Yeah - sorry. The site was being really fluky about pix- I was struggling to get them to even show up and forgot to label them. I just went back and edited the post for clarity.

I'm in the middle of a suspension and front control arm replacement on the family Mazda, and with you in mind I took a couple pix when I was in a sorta-tight spot - removing the caliper bracket bolts:

M18 Mid Torque Gen 2
rya1Ii.jpg

M12 Stubby:
PpKDdN.jpg

As you can see both fit, but the Stubby was a lot easier to get in there and position to remove the bolts. And it worked fine to remove them.

A Milwaukee M12 fuel stubby gun can handle most automotive applications provided nothing is seized and you're not using a swivel, including lug nuts. The high torque gun is a one trick pony lug nut/large construction fastener gun. Even then, in a shop environment where you are impacting lug nuts, you're better off with an air impact because of how heavy and bulky it is. I'd much rather be using my MG725 than the mid torque because of the size to power ratio.
My experience has been that the Stubby gets a little selective around 17mm, especially with longer and/or higher-torque bolts. I did the whole suspension on my Mini in late 2020, and it struggled with some of the subframe and other various suspension bolts. The mid whipped them right off. The Stubby has balked at a lug on occasion (and I'm pretty careful with torque). The Mid Gen 2 barely blinks at any of that.
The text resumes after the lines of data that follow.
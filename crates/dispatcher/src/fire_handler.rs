use std::sync::Arc;

use async_trait::async_trait;
use rand::Rng;
use tracing::instrument;

use scheduler_core::{
    config::MessageQueueConfig,
    models::{DispatchMessage, ScheduleData, ScheduleRecord, TrackingEntry},
    traits::{JobHandler, MessagePublisher, TrackingRepository},
    Result,
};
use scheduler_infrastructure::{MetricsCollector, StructuredLogger};

/// 一次触发的分发结果
#[derive(Debug, Clone, PartialEq, Eq)]
pub enum DispatchOutcome {
    Published { queue: String, tracking_id: String },
    /// 发布失败，跟踪记录已写入但消息丢失
    Dropped { queue: String, reason: String },
}

/// 调度到期时写入跟踪记录，并把分发消息发布到环境的随机分片队列
pub struct TaskFireHandler {
    tracking: Arc<dyn TrackingRepository>,
    publisher: Arc<dyn MessagePublisher>,
    queue_config: MessageQueueConfig,
    metrics: Arc<MetricsCollector>,
}

impl TaskFireHandler {
    pub fn new(
        tracking: Arc<dyn TrackingRepository>,
        publisher: Arc<dyn MessagePublisher>,
        queue_config: MessageQueueConfig,
        metrics: Arc<MetricsCollector>,
    ) -> Self {
        Self {
            tracking,
            publisher,
            queue_config,
            metrics,
        }
    }

    /// 在 `1..=task_process_queue_count` 中均匀随机选择分片
    pub fn pick_queue(&self, env_id: &str) -> String {
        let shard = rand::rng().random_range(1..=self.queue_config.task_process_queue_count);
        self.queue_config.process_task_queue_name(env_id, shard)
    }

    /// 跟踪记录写入失败时返回错误且不发布；发布失败只记录日志
    #[instrument(skip(self, data), fields(env_id = %data.env_id, task_id = %data.task_id))]
    pub async fn fire(&self, data: &ScheduleData) -> Result<DispatchOutcome> {
        let entry = TrackingEntry::pending(&data.task_id, &data.task_name);
        self.tracking.insert(&data.env_id, &entry).await?;

        let message = DispatchMessage {
            task_id: data.task_id.clone(),
            env_id: data.env_id.clone(),
            task_name: data.task_name.clone(),
            tracking_id: entry.tracking_id.clone(),
        };
        let payload = message.serialize_bytes()?;
        let queue = self.pick_queue(&data.env_id);

        match self.publisher.publish(&queue, &payload).await {
            Ok(()) => {
                self.metrics.record_dispatch(true);
                StructuredLogger::log_dispatch_published(
                    &queue,
                    &data.env_id,
                    &data.task_id,
                    &entry.tracking_id,
                );
                Ok(DispatchOutcome::Published {
                    queue,
                    tracking_id: entry.tracking_id,
                })
            }
            Err(e) => {
                self.metrics.record_dispatch(false);
                let reason = e.to_string();
                StructuredLogger::log_dispatch_dropped(&queue, &data.env_id, &data.task_id, &reason);
                Ok(DispatchOutcome::Dropped { queue, reason })
            }
        }
    }
}

#[async_trait]
impl JobHandler for TaskFireHandler {
    async fn handle(&self, record: &ScheduleRecord) -> Result<()> {
        self.fire(&record.data).await.map(|_| ())
    }
}

#[cfg(test)]
mod tests {
    use super::*;
    use scheduler_core::{models::TrackingStatus, SchedulerError};
    use scheduler_infrastructure::InMemoryPublisher;
    use std::collections::HashSet;
    use std::sync::Mutex;

    #[derive(Default)]
    struct FakeTracking {
        entries: Mutex<Vec<(String, TrackingEntry)>>,
        fail: bool,
    }

    #[async_trait]
    impl TrackingRepository for FakeTracking {
        async fn insert(&self, env_id: &str, entry: &TrackingEntry) -> Result<()> {
            if self.fail {
                return Err(SchedulerError::DatabaseOperation("disk full".to_string()));
            }
            self.entries
                .lock()
                .unwrap()
                .push((env_id.to_string(), entry.clone()));
            Ok(())
        }

        async fn list_by_env(&self, env_id: &str) -> Result<Vec<TrackingEntry>> {
            Ok(self
                .entries
                .lock()
                .unwrap()
                .iter()
                .filter(|(env, _)| env == env_id)
                .map(|(_, entry)| entry.clone())
                .collect())
        }
    }

    fn data() -> ScheduleData {
        ScheduleData {
            env_id: "e1".to_string(),
            task_id: "t1".to_string(),
            task_name: "nightly".to_string(),
        }
    }

    fn handler(
        tracking: Arc<FakeTracking>,
        publisher: Arc<InMemoryPublisher>,
        queue_config: MessageQueueConfig,
    ) -> TaskFireHandler {
        TaskFireHandler::new(
            tracking,
            publisher,
            queue_config,
            Arc::new(MetricsCollector::new()),
        )
    }

    #[tokio::test]
    async fn test_fire_writes_tracking_then_publishes() {
        let tracking = Arc::new(FakeTracking::default());
        let publisher = Arc::new(InMemoryPublisher::new());
        let handler = handler(tracking.clone(), publisher.clone(), MessageQueueConfig::default());

        let outcome = handler.fire(&data()).await.unwrap();
        let DispatchOutcome::Published { queue, tracking_id } = outcome else {
            panic!("expected published outcome");
        };
        assert!(queue.starts_with("process-task-e1-"));

        let entries = tracking.list_by_env("e1").await.unwrap();
        assert_eq!(entries.len(), 1);
        assert_eq!(entries[0].status, TrackingStatus::Pending);
        assert_eq!(entries[0].tracking_id, tracking_id);

        let messages = publisher.messages(&queue).await;
        assert_eq!(messages.len(), 1);
        let message = DispatchMessage::deserialize_bytes(&messages[0]).unwrap();
        assert_eq!(message.tracking_id, tracking_id);
        assert_eq!(message.task_name, "nightly");
    }

    #[tokio::test]
    async fn test_shards_stay_in_range_and_carry_suffix() {
        let publisher = Arc::new(InMemoryPublisher::new());
        let queue_config = MessageQueueConfig {
            task_process_queue_count: 3,
            development_suffix: "-dev".to_string(),
            ..Default::default()
        };
        let handler = handler(Arc::new(FakeTracking::default()), publisher.clone(), queue_config);

        for _ in 0..200 {
            handler.fire(&data()).await.unwrap();
        }

        let allowed: HashSet<String> = (1..=3)
            .map(|shard| format!("process-task-e1-{shard}-dev"))
            .collect();
        let used: HashSet<String> = publisher.queue_names().await.into_iter().collect();
        assert!(used.is_subset(&allowed));
        assert!(used.len() > 1, "随机分片应覆盖多个队列");
        assert_eq!(publisher.total_messages().await, 200);
    }

    #[tokio::test]
    async fn test_each_firing_gets_fresh_tracking_id() {
        let tracking = Arc::new(FakeTracking::default());
        let handler = handler(
            tracking.clone(),
            Arc::new(InMemoryPublisher::new()),
            MessageQueueConfig::default(),
        );

        handler.fire(&data()).await.unwrap();
        handler.fire(&data()).await.unwrap();

        let entries = tracking.list_by_env("e1").await.unwrap();
        assert_eq!(entries.len(), 2);
        assert_ne!(entries[0].tracking_id, entries[1].tracking_id);
    }

    #[tokio::test]
    async fn test_publish_failure_is_swallowed() {
        let tracking = Arc::new(FakeTracking::default());
        let publisher = Arc::new(InMemoryPublisher::new());
        publisher.set_failing(true);
        let handler = handler(tracking.clone(), publisher.clone(), MessageQueueConfig::default());

        let outcome = handler.fire(&data()).await.unwrap();
        assert!(matches!(outcome, DispatchOutcome::Dropped { .. }));
        // 跟踪记录仍然保留 pending
        assert_eq!(tracking.list_by_env("e1").await.unwrap().len(), 1);
        assert_eq!(publisher.total_messages().await, 0);
    }

    #[tokio::test]
    async fn test_tracking_failure_prevents_publish() {
        let tracking = Arc::new(FakeTracking {
            fail: true,
            ..Default::default()
        });
        let publisher = Arc::new(InMemoryPublisher::new());
        let handler = handler(tracking, publisher.clone(), MessageQueueConfig::default());

        let err = handler.fire(&data()).await.unwrap_err();
        assert_eq!(err.kind(), "DatabaseOperationError");
        assert_eq!(publisher.total_messages().await, 0);
    }
}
I have much love for the M12, and it's a rock star for brakes, but it really wants a grumpier companion to cover the broadest range of scenarios IMHO.

Most bolts on a car will have clearance issues, even with the most compact guns.
Most? I don't agree with that.

The suspension job I mentioned on my Mini above was not only the literally-entire suspension (including lower control arms), but it also starts with putting the car in the has-to-be-a-euphemism "service position" that involves taking off the front facia of the car, removing the two crash bars, removing the exhaust and dropping the damn subframe (all just to get to the starting point...:mad:).

In any case, though all that work my Mid Gen 2 did most of the work with little in the way of clearance issues (the Stubby kept balking at some of the subframe bolts so almost everything other than the brakes was the Mid). I did have to use a fairly long extension for the rear strut mounts, but that's about it. (and it worked without issue)

My point is the clearance issues were pretty minimal and few on a Mini, and most were straight wrench-solved scenarios where no power-tools were going to work (e.g. the inner bolts on the rear upper control arms - but that was just one bolt on each side). I doubt there are many more-challenging cars than that.

I have a full line of Ingersol Rand impacts (1/4, 3/8,1/2, ratchet), only 1 is indispensable: the high torque. I know that I can take off the crank pulley bolt, axle nuts, large suspension bolts without resorting to cheat bars. Sometime when long extensions/adapters are needed to avoid obstacles, there will be substantial torqu
I'm not trying to be snarky (honestly), but it's posts like this that put a 2767 in my garage in the first place. I think I understand much better now what I think your post and the ones I saw then mean/meant: For a crank bolt, even the hand-tool scenario is a PITA and challenging, so a high-torque is the perfect tool for that job over nearly anything else short of a powerful air tool.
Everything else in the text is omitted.